§ **ASSIGNMENT**:
With both ends included, transcribe exactly the records below from their first line to the line that contains "Parse a whole".

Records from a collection

▬▬▬

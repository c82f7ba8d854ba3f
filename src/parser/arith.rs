//! Expression grammar for `[@…]` tags. Works on the raw source slice of
//! the tag body, since arithmetic has a denser token alphabet than the
//! pattern lexer provides.

use crate::rst::{ArithExpr, ArithOp, RstKind};
use crate::token::Span;

use super::{ParseResult, SyntaxError, SyntaxErrorKind};

#[derive(Debug, Clone, PartialEq)]
enum ExprToken {
    Num(f64),
    Ident(String),
    Plus,
    Minus,
    Star,
    Slash,
    Percent,
    LParen,
    RParen,
    Lt,
    Le,
    Gt,
    Ge,
    EqEq,
    Ne,
    Assign,
}

/// Parse a whole `[@…]` body: `x` reads a variable, `x = expr` assigns,
/// anything else is an expression to evaluate and print.
pub(crate) fn parse_expression_tag(source: &str, span: Span) -> ParseResult<RstKind> {
    let tokens = tokenize(source, span)?;

    if tokens.is_empty() {
        return Err(invalid("empty expression", span));
    }

    if tokens.len() == 1 {
        if let ExprToken::Ident(name) = &tokens[0] {
            return Ok(RstKind::GetVar { name: name.clone() });
        }
    }

    if tokens.len() >= 2 && tokens[1] == ExprToken::Assign {
        let ExprToken::Ident(name) = &tokens[0] else {
            return Err(invalid("only a variable can be assigned to", span));
        };
        let expr = parse_all(&tokens[2..], span)?;
        return Ok(RstKind::SetVar {
            name: name.clone(),
            expr,
        });
    }

    Ok(RstKind::Arith(parse_all(&tokens, span)?))
}

fn parse_all(tokens: &[ExprToken], span: Span) -> ParseResult<ArithExpr> {
    let mut parser = ExprParser { tokens, pos: 0, span };
    let expr = parser.comparison()?;
    if parser.pos != tokens.len() {
        return Err(invalid("trailing input after expression", span));
    }
    Ok(expr)
}

fn invalid(message: &str, span: Span) -> SyntaxError {
    SyntaxError::new(
        SyntaxErrorKind::InvalidExpression {
            message: message.to_string(),
        },
        span,
    )
}

fn tokenize(source: &str, span: Span) -> ParseResult<Vec<ExprToken>> {
    let mut tokens = Vec::new();
    let bytes = source.as_bytes();
    let mut i = 0;

    while i < bytes.len() {
        let b = bytes[i];
        match b {
            b' ' | b'\t' | b'\r' | b'\n' => i += 1,
            b'+' => {
                tokens.push(ExprToken::Plus);
                i += 1;
            }
            b'-' => {
                tokens.push(ExprToken::Minus);
                i += 1;
            }
            b'*' => {
                tokens.push(ExprToken::Star);
                i += 1;
            }
            b'/' => {
                tokens.push(ExprToken::Slash);
                i += 1;
            }
            b'%' => {
                tokens.push(ExprToken::Percent);
                i += 1;
            }
            b'(' => {
                tokens.push(ExprToken::LParen);
                i += 1;
            }
            b')' => {
                tokens.push(ExprToken::RParen);
                i += 1;
            }
            b'<' => {
                if bytes.get(i + 1) == Some(&b'=') {
                    tokens.push(ExprToken::Le);
                    i += 2;
                } else {
                    tokens.push(ExprToken::Lt);
                    i += 1;
                }
            }
            b'>' => {
                if bytes.get(i + 1) == Some(&b'=') {
                    tokens.push(ExprToken::Ge);
                    i += 2;
                } else {
                    tokens.push(ExprToken::Gt);
                    i += 1;
                }
            }
            b'=' => {
                if bytes.get(i + 1) == Some(&b'=') {
                    tokens.push(ExprToken::EqEq);
                    i += 2;
                } else {
                    tokens.push(ExprToken::Assign);
                    i += 1;
                }
            }
            b'!' => {
                if bytes.get(i + 1) == Some(&b'=') {
                    tokens.push(ExprToken::Ne);
                    i += 2;
                } else {
                    return Err(invalid("stray '!'", span));
                }
            }
            b'0'..=b'9' | b'.' => {
                let start = i;
                while i < bytes.len() && (bytes[i].is_ascii_digit() || bytes[i] == b'.') {
                    i += 1;
                }
                let text = &source[start..i];
                let value: f64 = text
                    .parse()
                    .map_err(|_| invalid(&format!("bad number '{}'", text), span))?;
                tokens.push(ExprToken::Num(value));
            }
            b'a'..=b'z' | b'A'..=b'Z' | b'_' => {
                let start = i;
                while i < bytes.len()
                    && (bytes[i].is_ascii_alphanumeric() || bytes[i] == b'_')
                {
                    i += 1;
                }
                tokens.push(ExprToken::Ident(source[start..i].to_string()));
            }
            other => {
                return Err(invalid(
                    &format!("unexpected character '{}'", other as char),
                    span,
                ));
            }
        }
    }

    Ok(tokens)
}

struct ExprParser<'t> {
    tokens: &'t [ExprToken],
    pos: usize,
    span: Span,
}

impl<'t> ExprParser<'t> {
    fn peek(&self) -> Option<&ExprToken> {
        self.tokens.get(self.pos)
    }

    fn next(&mut self) -> Option<&ExprToken> {
        let token = self.tokens.get(self.pos);
        if token.is_some() {
            self.pos += 1;
        }
        token
    }

    fn comparison(&mut self) -> ParseResult<ArithExpr> {
        let mut lhs = self.additive()?;
        while let Some(op) = match self.peek() {
            Some(ExprToken::Lt) => Some(ArithOp::Lt),
            Some(ExprToken::Le) => Some(ArithOp::Le),
            Some(ExprToken::Gt) => Some(ArithOp::Gt),
            Some(ExprToken::Ge) => Some(ArithOp::Ge),
            Some(ExprToken::EqEq) => Some(ArithOp::Eq),
            Some(ExprToken::Ne) => Some(ArithOp::Ne),
            _ => None,
        } {
            self.pos += 1;
            let rhs = self.additive()?;
            lhs = ArithExpr::Binary {
                op,
                lhs: Box::new(lhs),
                rhs: Box::new(rhs),
            };
        }
        Ok(lhs)
    }

    fn additive(&mut self) -> ParseResult<ArithExpr> {
        let mut lhs = self.multiplicative()?;
        while let Some(op) = match self.peek() {
            Some(ExprToken::Plus) => Some(ArithOp::Add),
            Some(ExprToken::Minus) => Some(ArithOp::Sub),
            _ => None,
        } {
            self.pos += 1;
            let rhs = self.multiplicative()?;
            lhs = ArithExpr::Binary {
                op,
                lhs: Box::new(lhs),
                rhs: Box::new(rhs),
            };
        }
        Ok(lhs)
    }

    fn multiplicative(&mut self) -> ParseResult<ArithExpr> {
        let mut lhs = self.unary()?;
        while let Some(op) = match self.peek() {
            Some(ExprToken::Star) => Some(ArithOp::Mul),
            Some(ExprToken::Slash) => Some(ArithOp::Div),
            Some(ExprToken::Percent) => Some(ArithOp::Rem),
            _ => None,
        } {
            self.pos += 1;
            let rhs = self.unary()?;
            lhs = ArithExpr::Binary {
                op,
                lhs: Box::new(lhs),
                rhs: Box::new(rhs),
            };
        }
        Ok(lhs)
    }

    fn unary(&mut self) -> ParseResult<ArithExpr> {
        if self.peek() == Some(&ExprToken::Minus) {
            self.pos += 1;
            let operand = self.unary()?;
            return Ok(ArithExpr::Neg(Box::new(operand)));
        }
        self.primary()
    }

    fn primary(&mut self) -> ParseResult<ArithExpr> {
        let span = self.span;
        match self.next() {
            Some(ExprToken::Num(value)) => Ok(ArithExpr::Number(*value)),
            Some(ExprToken::Ident(name)) => Ok(ArithExpr::Var(name.clone())),
            Some(ExprToken::LParen) => {
                let inner = self.comparison()?;
                match self.next() {
                    Some(ExprToken::RParen) => Ok(inner),
                    _ => Err(invalid("missing ')'", span)),
                }
            }
            _ => Err(invalid("expected a number, variable, or '('", span)),
        }
    }
}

▬▬▬

§ **RESULT BELOW**:
repository c82f7ba8d854ba3f
filename src/parser/arith.rs
//! Expression grammar for `[@…]` tags. Works on the raw source slice of
//! the tag body, since arithmetic has a denser token alphabet than the
//! pattern lexer provides.

use crate::rst::{ArithExpr, ArithOp, RstKind};
use crate::token::Span;

use super::{ParseResult, SyntaxError, SyntaxErrorKind};

#[derive(Debug, Clone, PartialEq)]
enum ExprToken {
    Num(f64),
    Ident(String),
    Plus,
    Minus,
    Star,
    Slash,
    Percent,
    LParen,
    RParen,
    Lt,
    Le,
    Gt,
    Ge,
    EqEq,
    Ne,
    Assign,
}

/// Parse a whole `[@…]` body: `x` reads a variable, `x = expr` assigns,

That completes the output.